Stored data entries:
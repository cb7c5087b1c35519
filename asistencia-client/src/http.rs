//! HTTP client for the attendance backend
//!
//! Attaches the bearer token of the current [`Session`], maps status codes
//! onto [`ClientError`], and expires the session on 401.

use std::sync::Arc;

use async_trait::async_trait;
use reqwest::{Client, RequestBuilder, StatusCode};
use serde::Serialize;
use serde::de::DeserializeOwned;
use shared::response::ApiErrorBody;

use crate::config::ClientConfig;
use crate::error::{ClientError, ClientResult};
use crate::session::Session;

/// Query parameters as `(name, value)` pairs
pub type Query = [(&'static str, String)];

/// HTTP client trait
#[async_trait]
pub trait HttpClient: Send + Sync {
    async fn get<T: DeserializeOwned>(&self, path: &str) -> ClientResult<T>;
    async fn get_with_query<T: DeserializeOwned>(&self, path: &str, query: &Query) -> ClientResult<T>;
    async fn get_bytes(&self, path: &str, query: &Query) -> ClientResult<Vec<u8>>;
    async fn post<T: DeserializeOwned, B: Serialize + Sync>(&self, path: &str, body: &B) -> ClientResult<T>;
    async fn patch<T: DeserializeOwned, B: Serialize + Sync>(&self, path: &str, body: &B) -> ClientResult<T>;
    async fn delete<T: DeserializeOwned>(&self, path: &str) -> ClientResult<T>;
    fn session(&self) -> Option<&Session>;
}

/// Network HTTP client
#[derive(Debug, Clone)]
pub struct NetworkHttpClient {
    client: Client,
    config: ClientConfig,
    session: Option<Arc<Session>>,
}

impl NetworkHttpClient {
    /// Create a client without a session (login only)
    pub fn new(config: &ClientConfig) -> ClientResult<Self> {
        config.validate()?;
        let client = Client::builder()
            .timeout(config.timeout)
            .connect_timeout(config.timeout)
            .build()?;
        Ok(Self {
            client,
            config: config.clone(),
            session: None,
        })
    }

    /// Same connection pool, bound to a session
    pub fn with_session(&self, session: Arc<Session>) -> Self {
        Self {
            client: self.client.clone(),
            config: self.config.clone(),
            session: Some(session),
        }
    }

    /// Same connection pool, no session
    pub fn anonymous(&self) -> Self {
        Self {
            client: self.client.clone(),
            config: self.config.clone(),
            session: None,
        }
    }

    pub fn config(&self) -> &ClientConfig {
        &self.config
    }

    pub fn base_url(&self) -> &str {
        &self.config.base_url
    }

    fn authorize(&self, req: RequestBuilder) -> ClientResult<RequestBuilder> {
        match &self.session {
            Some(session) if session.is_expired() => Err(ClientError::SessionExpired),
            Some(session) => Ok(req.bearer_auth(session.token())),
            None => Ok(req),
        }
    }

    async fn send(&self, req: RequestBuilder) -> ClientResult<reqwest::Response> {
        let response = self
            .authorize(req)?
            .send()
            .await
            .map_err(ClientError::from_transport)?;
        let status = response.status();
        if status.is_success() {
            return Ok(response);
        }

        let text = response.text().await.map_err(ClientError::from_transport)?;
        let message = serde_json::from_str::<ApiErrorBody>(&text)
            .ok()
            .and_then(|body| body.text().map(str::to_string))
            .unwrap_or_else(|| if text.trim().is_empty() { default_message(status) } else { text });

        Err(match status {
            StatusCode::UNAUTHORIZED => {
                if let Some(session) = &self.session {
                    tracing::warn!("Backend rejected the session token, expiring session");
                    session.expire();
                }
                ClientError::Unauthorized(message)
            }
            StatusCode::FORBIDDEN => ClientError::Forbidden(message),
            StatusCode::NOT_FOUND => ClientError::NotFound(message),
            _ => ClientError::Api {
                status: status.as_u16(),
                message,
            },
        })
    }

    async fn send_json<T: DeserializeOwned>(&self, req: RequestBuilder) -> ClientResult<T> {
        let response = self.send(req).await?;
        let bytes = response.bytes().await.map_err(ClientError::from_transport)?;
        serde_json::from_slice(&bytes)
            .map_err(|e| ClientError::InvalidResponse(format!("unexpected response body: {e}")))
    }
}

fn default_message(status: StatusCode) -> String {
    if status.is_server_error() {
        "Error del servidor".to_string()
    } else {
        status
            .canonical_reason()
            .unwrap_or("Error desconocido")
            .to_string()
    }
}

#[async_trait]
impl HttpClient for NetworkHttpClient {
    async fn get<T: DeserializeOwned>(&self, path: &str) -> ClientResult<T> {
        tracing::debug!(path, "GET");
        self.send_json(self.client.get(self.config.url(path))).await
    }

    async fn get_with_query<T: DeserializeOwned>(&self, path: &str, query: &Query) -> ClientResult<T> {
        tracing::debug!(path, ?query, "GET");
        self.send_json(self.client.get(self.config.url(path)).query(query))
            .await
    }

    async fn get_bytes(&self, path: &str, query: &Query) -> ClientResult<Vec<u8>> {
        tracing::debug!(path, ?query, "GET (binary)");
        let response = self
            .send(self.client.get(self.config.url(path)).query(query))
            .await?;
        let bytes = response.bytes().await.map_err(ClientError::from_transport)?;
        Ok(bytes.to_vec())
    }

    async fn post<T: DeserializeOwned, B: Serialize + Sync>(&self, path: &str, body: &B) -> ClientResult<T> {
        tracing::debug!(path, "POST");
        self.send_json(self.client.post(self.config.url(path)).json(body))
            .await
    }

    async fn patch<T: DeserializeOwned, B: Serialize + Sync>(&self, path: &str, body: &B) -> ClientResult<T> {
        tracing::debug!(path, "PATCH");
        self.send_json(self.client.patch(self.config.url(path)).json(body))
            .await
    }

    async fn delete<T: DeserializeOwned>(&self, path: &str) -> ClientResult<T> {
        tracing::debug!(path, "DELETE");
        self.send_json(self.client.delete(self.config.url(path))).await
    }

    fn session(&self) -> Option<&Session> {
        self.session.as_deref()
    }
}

...

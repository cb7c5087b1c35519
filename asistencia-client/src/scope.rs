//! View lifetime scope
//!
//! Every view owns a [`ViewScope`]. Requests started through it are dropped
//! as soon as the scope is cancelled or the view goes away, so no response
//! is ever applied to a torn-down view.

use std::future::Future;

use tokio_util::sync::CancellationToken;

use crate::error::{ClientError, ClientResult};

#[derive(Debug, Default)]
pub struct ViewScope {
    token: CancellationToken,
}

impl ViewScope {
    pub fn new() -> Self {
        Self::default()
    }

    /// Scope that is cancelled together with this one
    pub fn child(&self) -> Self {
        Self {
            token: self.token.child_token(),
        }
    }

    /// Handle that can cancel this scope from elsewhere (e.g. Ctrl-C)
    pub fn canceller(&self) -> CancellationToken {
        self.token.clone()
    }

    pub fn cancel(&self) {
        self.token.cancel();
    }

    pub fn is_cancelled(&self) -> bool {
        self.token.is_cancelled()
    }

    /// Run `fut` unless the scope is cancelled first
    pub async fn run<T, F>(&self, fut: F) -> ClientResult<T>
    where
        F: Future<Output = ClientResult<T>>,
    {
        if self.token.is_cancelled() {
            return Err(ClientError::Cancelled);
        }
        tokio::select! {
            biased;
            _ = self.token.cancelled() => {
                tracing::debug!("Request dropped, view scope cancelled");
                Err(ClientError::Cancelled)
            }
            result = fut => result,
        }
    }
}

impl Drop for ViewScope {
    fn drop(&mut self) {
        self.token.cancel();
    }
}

--

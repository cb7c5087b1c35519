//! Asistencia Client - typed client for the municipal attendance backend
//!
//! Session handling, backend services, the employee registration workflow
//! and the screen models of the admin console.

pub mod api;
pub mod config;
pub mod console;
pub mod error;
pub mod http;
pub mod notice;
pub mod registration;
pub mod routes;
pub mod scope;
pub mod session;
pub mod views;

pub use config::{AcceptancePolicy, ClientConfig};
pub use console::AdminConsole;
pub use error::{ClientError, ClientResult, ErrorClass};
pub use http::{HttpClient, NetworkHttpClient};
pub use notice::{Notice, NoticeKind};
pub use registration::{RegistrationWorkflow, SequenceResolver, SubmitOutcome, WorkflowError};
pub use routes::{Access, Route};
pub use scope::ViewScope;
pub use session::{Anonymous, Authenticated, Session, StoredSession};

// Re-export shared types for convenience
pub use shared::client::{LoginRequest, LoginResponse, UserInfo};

● **Problem details**
Your answer should be every line above that contains the word "CancellationToken".

● **Reply to the task**
use tokio_util::sync::CancellationToken;
    token: CancellationToken,
    pub fn canceller(&self) -> CancellationToken {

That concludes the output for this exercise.